Data extract:
*** Begin section ***

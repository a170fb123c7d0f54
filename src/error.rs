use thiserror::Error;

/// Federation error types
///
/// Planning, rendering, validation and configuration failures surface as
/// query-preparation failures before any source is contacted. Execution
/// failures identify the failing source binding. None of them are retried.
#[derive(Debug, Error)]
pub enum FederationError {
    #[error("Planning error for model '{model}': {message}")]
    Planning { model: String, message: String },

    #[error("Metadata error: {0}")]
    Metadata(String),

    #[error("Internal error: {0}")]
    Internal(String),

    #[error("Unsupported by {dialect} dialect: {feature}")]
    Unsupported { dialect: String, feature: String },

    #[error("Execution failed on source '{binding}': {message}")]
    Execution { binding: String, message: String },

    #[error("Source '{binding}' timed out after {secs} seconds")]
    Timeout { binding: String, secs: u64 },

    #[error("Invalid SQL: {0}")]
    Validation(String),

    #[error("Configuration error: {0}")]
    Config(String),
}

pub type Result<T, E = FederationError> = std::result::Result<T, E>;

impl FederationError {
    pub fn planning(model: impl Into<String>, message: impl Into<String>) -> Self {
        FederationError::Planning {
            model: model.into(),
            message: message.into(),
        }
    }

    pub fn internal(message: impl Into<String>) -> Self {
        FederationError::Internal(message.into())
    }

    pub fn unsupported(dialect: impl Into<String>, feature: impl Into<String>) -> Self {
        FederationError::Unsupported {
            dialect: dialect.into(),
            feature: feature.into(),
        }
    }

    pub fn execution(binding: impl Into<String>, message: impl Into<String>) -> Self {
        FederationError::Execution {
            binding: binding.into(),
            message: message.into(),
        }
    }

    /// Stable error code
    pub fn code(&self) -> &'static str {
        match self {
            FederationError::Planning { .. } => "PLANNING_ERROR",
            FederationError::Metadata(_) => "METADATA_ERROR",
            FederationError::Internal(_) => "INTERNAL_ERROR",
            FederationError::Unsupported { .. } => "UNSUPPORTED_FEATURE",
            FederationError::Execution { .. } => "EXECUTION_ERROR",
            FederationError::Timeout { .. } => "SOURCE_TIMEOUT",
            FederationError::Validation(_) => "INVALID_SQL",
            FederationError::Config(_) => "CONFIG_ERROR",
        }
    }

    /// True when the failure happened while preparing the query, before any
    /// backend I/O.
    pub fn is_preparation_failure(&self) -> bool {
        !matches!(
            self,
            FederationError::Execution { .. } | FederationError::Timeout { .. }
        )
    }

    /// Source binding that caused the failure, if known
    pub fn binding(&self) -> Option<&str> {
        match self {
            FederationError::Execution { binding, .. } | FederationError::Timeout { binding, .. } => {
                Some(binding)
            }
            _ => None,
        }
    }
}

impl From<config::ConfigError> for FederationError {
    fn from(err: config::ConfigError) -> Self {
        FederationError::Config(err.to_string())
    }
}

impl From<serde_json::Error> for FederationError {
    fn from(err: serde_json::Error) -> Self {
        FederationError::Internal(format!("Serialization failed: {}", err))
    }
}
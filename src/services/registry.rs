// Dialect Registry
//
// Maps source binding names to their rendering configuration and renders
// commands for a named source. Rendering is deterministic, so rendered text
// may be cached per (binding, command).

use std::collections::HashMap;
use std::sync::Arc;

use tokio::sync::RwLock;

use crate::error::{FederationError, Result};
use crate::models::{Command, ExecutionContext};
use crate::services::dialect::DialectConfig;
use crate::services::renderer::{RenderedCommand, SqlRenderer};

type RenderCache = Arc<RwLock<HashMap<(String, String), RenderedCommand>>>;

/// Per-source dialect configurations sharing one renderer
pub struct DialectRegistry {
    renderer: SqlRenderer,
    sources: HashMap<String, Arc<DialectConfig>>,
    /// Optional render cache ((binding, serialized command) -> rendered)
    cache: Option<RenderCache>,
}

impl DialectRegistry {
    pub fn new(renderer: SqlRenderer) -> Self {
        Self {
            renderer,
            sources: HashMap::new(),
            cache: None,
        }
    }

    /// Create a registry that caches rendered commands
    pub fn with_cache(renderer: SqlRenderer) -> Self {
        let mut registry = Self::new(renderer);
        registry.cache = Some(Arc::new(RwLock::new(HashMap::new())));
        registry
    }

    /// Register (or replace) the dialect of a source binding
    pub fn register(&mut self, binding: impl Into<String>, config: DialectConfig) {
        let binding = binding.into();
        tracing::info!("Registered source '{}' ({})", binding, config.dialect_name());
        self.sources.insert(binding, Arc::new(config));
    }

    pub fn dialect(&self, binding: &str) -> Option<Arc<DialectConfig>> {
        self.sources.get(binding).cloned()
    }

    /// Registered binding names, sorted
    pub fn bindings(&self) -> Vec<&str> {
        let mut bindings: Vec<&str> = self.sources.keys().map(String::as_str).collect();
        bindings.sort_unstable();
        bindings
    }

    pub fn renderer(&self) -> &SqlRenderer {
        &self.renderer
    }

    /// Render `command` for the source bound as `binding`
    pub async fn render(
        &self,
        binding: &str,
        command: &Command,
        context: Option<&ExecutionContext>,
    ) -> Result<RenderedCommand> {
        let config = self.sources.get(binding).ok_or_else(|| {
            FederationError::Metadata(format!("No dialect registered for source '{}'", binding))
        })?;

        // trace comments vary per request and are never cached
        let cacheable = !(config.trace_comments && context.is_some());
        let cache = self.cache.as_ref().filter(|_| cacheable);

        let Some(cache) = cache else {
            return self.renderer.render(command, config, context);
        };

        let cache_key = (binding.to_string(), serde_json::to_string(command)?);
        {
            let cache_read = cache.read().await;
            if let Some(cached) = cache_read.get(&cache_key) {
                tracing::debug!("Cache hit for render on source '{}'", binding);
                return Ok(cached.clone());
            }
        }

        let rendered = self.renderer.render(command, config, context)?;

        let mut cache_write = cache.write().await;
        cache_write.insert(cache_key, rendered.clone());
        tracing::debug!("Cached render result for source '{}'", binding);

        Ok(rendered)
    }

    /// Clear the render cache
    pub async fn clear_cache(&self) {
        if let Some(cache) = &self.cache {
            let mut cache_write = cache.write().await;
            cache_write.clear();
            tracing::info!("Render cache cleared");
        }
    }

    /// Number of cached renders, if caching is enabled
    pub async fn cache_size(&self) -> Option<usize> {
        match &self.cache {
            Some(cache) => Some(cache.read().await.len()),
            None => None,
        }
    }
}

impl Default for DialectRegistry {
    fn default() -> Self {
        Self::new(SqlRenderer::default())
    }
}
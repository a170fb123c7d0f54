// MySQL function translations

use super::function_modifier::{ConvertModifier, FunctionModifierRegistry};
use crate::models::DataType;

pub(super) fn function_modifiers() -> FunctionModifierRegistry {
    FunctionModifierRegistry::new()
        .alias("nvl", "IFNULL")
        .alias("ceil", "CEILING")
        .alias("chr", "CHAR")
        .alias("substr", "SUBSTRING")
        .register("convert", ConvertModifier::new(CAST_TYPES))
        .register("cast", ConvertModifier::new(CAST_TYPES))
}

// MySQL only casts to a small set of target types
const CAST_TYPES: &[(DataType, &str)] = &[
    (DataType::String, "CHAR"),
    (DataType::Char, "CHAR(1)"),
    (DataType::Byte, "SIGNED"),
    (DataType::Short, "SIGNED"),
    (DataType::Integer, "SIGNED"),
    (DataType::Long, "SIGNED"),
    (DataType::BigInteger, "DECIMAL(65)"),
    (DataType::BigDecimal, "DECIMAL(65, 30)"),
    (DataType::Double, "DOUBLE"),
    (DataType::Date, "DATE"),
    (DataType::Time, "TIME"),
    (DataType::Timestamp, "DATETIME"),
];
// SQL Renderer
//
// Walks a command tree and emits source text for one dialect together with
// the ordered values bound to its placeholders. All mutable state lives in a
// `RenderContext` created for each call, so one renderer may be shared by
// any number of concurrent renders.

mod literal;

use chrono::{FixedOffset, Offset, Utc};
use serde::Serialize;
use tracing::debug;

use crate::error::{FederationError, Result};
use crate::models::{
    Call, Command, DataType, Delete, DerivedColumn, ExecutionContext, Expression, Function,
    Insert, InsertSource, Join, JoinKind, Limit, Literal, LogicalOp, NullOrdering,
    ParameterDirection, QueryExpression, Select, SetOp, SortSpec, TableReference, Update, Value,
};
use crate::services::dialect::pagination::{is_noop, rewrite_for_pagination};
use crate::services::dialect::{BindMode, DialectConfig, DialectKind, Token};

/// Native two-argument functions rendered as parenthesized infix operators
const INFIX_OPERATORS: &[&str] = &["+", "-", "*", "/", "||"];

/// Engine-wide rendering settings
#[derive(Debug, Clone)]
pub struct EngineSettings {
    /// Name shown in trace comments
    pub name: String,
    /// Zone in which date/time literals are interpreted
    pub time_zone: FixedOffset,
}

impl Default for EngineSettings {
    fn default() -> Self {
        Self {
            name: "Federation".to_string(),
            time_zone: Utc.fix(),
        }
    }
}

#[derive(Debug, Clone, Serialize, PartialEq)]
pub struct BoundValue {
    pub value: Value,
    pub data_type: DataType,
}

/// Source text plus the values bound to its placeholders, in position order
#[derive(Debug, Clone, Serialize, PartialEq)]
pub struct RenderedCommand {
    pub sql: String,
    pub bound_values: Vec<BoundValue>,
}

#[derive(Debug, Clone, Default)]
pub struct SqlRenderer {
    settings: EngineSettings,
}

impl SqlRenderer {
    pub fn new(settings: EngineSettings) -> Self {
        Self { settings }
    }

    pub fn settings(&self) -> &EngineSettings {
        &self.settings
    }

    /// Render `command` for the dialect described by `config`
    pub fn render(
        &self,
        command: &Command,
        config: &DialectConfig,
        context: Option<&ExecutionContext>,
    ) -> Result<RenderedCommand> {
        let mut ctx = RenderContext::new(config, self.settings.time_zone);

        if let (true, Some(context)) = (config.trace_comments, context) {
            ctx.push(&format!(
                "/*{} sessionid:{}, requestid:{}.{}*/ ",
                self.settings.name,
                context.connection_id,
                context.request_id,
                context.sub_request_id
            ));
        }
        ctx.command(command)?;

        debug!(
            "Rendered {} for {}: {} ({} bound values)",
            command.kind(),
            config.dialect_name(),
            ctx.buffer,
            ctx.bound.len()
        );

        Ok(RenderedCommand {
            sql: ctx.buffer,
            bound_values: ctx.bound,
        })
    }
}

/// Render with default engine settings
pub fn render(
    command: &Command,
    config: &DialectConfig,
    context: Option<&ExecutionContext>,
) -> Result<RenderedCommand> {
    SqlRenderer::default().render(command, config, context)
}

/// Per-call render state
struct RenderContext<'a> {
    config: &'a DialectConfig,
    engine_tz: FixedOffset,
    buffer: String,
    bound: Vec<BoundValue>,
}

*** End section ***
*** Begin section ***

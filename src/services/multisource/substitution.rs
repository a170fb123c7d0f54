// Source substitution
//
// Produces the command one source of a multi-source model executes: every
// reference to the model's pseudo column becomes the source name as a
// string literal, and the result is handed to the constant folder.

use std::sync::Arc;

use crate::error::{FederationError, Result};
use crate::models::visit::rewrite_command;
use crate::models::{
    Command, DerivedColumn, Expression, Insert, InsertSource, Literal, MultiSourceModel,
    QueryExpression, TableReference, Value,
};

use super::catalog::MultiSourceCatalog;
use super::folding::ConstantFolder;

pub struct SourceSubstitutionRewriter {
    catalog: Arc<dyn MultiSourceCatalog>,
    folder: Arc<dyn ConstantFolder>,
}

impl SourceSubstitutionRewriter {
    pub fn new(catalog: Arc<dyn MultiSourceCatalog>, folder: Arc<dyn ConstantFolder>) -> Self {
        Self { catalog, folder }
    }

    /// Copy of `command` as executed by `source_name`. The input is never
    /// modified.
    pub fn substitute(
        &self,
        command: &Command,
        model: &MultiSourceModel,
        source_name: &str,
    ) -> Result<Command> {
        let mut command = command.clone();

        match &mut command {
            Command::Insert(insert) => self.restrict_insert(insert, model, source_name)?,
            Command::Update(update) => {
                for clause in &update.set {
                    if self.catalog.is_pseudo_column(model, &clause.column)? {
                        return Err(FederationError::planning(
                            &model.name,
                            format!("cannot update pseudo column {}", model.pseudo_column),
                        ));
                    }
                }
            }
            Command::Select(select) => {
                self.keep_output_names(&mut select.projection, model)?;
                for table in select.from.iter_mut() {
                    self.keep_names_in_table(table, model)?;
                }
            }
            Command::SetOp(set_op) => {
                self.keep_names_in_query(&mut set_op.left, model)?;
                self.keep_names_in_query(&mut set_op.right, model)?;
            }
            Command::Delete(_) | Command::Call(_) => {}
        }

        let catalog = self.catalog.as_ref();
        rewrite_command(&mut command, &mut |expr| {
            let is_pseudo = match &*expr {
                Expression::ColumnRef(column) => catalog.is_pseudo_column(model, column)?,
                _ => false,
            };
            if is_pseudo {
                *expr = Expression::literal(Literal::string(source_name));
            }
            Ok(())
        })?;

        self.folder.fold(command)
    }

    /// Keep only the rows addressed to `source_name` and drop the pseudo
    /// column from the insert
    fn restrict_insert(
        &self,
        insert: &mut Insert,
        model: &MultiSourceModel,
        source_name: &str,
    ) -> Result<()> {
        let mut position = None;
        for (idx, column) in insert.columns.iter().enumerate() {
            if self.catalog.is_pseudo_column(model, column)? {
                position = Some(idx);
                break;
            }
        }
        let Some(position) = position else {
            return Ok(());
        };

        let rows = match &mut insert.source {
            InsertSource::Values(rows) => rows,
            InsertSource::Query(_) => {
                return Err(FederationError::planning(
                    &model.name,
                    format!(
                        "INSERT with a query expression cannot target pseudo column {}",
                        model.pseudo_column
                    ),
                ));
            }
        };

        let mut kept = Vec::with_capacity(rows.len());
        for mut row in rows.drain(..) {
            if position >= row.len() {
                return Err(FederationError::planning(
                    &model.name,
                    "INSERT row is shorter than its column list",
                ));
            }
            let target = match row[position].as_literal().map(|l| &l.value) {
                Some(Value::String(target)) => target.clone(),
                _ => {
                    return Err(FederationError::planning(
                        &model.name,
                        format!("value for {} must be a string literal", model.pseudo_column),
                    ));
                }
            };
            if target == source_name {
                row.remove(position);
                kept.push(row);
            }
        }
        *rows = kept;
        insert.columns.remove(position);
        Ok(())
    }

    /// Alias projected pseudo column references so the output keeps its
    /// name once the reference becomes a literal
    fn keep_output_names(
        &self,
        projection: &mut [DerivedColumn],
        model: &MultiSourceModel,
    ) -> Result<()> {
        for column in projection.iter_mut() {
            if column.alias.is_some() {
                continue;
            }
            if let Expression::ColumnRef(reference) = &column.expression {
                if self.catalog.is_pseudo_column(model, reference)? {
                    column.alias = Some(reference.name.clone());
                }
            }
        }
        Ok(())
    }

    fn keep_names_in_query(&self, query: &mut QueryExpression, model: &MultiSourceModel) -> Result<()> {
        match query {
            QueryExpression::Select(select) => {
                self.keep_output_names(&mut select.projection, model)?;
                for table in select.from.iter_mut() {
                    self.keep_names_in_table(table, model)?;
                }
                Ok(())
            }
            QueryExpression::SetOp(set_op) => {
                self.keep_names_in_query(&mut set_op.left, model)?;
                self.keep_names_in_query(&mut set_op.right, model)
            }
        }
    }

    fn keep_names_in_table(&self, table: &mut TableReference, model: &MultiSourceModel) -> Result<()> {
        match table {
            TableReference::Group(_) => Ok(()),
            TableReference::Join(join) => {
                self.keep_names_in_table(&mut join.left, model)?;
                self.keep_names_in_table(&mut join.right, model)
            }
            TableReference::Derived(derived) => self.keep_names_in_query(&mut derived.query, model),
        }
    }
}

*** End section ***
*** Begin section ***

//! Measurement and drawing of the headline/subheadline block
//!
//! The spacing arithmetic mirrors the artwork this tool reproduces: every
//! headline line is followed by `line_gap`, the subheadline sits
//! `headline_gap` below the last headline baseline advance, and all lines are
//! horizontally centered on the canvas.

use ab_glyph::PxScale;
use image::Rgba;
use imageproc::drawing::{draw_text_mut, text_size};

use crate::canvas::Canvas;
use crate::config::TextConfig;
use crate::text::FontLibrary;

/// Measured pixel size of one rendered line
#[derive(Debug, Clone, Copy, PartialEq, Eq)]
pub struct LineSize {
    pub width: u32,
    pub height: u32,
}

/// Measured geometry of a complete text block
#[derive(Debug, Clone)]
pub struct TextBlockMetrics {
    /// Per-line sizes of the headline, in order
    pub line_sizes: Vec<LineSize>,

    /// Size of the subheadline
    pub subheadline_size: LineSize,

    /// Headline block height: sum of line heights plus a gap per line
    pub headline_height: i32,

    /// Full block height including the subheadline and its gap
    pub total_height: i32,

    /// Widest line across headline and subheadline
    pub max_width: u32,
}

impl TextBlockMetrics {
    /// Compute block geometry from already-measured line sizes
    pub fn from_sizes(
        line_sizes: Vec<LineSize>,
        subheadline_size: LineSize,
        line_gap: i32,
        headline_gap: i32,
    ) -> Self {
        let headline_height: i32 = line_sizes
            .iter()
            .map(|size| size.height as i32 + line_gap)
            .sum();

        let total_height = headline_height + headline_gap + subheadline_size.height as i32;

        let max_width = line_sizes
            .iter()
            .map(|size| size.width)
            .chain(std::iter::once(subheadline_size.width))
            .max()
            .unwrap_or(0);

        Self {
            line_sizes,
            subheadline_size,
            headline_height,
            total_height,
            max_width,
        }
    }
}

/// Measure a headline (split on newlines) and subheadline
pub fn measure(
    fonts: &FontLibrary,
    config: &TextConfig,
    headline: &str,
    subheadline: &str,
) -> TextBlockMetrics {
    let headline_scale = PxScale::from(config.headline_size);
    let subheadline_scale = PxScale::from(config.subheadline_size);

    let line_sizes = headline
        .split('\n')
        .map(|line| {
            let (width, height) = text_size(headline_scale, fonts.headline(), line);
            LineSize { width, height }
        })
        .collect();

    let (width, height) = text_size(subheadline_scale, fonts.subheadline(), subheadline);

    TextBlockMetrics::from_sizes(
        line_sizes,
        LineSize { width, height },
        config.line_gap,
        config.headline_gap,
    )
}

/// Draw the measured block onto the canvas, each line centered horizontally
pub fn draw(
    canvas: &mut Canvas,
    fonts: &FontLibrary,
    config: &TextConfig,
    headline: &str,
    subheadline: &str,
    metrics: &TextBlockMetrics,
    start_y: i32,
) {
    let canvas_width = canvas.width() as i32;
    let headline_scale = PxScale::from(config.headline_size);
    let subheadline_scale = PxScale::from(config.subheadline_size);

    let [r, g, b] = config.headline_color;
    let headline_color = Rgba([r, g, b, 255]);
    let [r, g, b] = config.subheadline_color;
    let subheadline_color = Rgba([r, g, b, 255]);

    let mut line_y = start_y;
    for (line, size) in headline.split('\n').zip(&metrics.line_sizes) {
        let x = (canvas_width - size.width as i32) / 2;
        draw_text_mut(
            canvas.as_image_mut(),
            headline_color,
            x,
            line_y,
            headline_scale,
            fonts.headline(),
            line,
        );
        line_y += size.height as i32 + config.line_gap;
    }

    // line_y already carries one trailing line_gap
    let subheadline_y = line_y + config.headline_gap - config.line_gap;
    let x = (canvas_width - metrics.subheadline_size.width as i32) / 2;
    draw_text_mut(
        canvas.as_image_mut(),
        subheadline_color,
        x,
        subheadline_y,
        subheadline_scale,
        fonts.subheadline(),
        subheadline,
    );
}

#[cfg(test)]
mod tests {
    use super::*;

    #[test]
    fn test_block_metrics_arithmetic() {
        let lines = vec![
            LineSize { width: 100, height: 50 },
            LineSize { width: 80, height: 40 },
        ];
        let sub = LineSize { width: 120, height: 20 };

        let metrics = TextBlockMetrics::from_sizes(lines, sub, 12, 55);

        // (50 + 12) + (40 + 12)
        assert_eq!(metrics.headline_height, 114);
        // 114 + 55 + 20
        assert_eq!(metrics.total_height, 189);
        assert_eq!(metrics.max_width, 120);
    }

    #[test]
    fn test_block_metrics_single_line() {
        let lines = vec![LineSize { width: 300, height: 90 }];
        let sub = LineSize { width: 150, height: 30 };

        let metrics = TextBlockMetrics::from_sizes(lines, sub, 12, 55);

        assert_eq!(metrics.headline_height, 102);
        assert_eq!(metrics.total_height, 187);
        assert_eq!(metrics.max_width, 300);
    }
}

*** End section ***

Problem: The entries above hold the needed span. Transcribe exactly the lines from the one with "let cacheable = !(config.trace_comments" to the one with "render result for", both included.

Written response:
        let cacheable = !(config.trace_comments && context.is_some());
        let cache = self.cache.as_ref().filter(|_| cacheable);

        let Some(cache) = cache else {
            return self.renderer.render(command, config, context);
        };

        let cache_key = (binding.to_string(), serde_json::to_string(command)?);
        {
            let cache_read = cache.read().await;
            if let Some(cached) = cache_read.get(&cache_key) {
                tracing::debug!("Cache hit for render on source '{}'", binding);
                return Ok(cached.clone());
            }
        }

        let rendered = self.renderer.render(command, config, context)?;

        let mut cache_write = cache.write().await;
        cache_write.insert(cache_key, rendered.clone());
        tracing::debug!("Cached render result for source '{}'", binding);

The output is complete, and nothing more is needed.